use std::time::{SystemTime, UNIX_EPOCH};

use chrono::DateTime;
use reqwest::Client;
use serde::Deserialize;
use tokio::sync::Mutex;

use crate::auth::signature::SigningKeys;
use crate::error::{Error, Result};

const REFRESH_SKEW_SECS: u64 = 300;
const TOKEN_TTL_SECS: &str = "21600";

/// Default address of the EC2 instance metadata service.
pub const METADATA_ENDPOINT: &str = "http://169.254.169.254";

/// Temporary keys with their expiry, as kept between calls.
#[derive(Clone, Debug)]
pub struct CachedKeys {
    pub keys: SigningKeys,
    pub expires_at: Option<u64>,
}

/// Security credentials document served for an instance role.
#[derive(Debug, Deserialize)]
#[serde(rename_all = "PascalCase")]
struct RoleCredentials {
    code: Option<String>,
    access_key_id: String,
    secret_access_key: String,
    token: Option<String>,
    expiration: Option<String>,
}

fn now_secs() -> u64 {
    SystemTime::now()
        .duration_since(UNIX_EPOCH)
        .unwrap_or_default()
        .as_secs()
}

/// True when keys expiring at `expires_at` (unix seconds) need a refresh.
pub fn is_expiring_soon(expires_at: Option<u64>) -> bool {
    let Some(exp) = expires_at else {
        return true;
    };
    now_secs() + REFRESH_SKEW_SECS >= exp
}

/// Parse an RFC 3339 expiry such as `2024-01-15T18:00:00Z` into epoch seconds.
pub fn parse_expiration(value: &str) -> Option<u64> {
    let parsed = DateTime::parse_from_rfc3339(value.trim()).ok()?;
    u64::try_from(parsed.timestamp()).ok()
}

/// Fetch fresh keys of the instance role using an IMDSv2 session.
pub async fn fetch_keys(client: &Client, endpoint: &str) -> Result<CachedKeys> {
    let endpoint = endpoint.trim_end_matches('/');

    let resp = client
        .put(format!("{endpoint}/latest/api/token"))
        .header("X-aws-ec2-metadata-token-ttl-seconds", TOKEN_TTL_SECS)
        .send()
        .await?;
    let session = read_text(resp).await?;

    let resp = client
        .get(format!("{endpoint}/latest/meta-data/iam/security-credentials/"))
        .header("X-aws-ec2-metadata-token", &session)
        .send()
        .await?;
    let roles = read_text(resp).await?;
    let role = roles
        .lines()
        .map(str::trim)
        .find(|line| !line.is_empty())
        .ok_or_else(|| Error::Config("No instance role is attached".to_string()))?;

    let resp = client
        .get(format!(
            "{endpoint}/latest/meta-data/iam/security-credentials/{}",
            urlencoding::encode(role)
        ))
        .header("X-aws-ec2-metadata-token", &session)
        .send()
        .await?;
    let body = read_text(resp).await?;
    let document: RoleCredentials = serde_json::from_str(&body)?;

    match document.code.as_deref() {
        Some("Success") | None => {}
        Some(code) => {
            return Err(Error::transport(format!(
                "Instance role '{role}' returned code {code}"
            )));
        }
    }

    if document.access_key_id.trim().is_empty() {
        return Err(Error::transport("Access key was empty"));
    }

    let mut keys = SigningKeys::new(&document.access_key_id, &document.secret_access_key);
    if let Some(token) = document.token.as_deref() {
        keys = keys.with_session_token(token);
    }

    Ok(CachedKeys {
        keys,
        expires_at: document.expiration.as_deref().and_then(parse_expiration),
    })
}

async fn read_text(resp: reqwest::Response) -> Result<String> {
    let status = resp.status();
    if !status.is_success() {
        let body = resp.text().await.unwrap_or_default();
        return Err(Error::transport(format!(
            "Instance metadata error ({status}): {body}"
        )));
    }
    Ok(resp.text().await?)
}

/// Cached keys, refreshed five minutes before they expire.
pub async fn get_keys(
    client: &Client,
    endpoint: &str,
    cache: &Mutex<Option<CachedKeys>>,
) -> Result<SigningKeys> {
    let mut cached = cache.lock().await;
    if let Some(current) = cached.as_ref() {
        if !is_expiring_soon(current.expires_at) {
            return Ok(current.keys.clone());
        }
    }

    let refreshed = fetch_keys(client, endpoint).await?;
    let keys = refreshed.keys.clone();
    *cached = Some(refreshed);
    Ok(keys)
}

++++++++++

What to do: What's needed is a word-for-word restatement of all the entries.

Result for this exercise:
use std::time::{SystemTime, UNIX_EPOCH};

use chrono::DateTime;
use reqwest::Client;
use serde::Deserialize;
use tokio::sync::Mutex;

use crate::auth::signature::SigningKeys;
use crate::error::{Error, Result};

const REFRESH_SKEW_SECS: u64 = 300;
const TOKEN_TTL_SECS: &str = "21600";

/// Default address of the EC2 instance metadata service.
pub const METADATA_ENDPOINT: &str = "http://169.254.169.254";

/// Temporary keys with their expiry, as kept between calls.
#[derive(Clone, Debug)]
pub struct CachedKeys {
    pub keys: SigningKeys,
    pub expires_at: Option<u64>,
}

/// Security credentials document served for an instance role.
#[derive(Debug, Deserialize)]
#[serde(rename_all = "PascalCase")]
struct RoleCredentials {
    code: Option<String>,
    access_key_id: String,
    secret_access_key: String,
    token: Option<String>,
    expiration: Option<String>,
}

fn now_secs() -> u64 {
    SystemTime::now()
        .duration_since(UNIX_EPOCH)
        .unwrap_or_default()
        .as_secs()
}

/// True when keys expiring at `expires_at` (unix seconds) need a refresh.
pub fn is_expiring_soon(expires_at: Option<u64>) -> bool {
    let Some(exp) = expires_at else {
        return true;
    };
    now_secs() + REFRESH_SKEW_SECS >= exp
}

/// Parse an RFC 3339 expiry such as `2024-01-15T18:00:00Z` into epoch seconds.
pub fn parse_expiration(value: &str) -> Option<u64> {
    let parsed = DateTime::parse_from_rfc3339(value.trim()).ok()?;
    u64::try_from(parsed.timestamp()).ok()
}

/// Fetch fresh keys of the instance role using an IMDSv2 session.
pub async fn fetch_keys(client: &Client, endpoint: &str) -> Result<CachedKeys> {
    let endpoint = endpoint.trim_end_matches('/');

    let resp = client
        .put(format!("{endpoint}/latest/api/token"))
        .header("X-aws-ec2-metadata-token-ttl-seconds", TOKEN_TTL_SECS)
        .send()
        .await?;
    let session = read_text(resp).await?;

    let resp = client
        .get(format!("{endpoint}/latest/meta-data/iam/security-credentials/"))
        .header("X-aws-ec2-metadata-token", &session)
        .send()
        .await?;
    let roles = read_text(resp).await?;
    let role = roles
        .lines()
        .map(str::trim)
        .find(|line| !line.is_empty())
        .ok_or_else(|| Error::Config("No instance role is attached".to_string()))?;

    let resp = client
        .get(format!(
            "{endpoint}/latest/meta-data/iam/security-credentials/{}",
            urlencoding::encode(role)
        ))
        .header("X-aws-ec2-metadata-token", &session)
        .send()
        .await?;
    let body = read_text(resp).await?;
    let document: RoleCredentials = serde_json::from_str(&body)?;

    match document.code.as_deref() {
        Some("Success") | None => {}
        Some(code) => {
            return Err(Error::transport(format!(
                "Instance role '{role}' returned code {code}"
            )));
        }
    }

    if document.access_key_id.trim().is_empty() {
        return Err(Error::transport("Access key was empty"));
    }

    let mut keys = SigningKeys::new(&document.access_key_id, &document.secret_access_key);
    if let Some(token) = document.token.as_deref() {
        keys = keys.with_session_token(token);
    }

    Ok(CachedKeys {
        keys,
        expires_at: document.expiration.as_deref().and_then(parse_expiration),
    })
}

async fn read_text(resp: reqwest::Response) -> Result<String> {
    let status = resp.status();
    if !status.is_success() {
        let body = resp.text().await.unwrap_or_default();
        return Err(Error::transport(format!(
            "Instance metadata error ({status}): {body}"
        )));
    }
    Ok(resp.text().await?)
}

/// Cached keys, refreshed five minutes before they expire.
pub async fn get_keys(
    client: &Client,
    endpoint: &str,
    cache: &Mutex<Option<CachedKeys>>,
) -> Result<SigningKeys> {
    let mut cached = cache.lock().await;
    if let Some(current) = cached.as_ref() {
        if !is_expiring_soon(current.expires_at) {
            return Ok(current.keys.clone());
        }
    }

    let refreshed = fetch_keys(client, endpoint).await?;
    let keys = refreshed.keys.clone();
    *cached = Some(refreshed);
    Ok(keys)
}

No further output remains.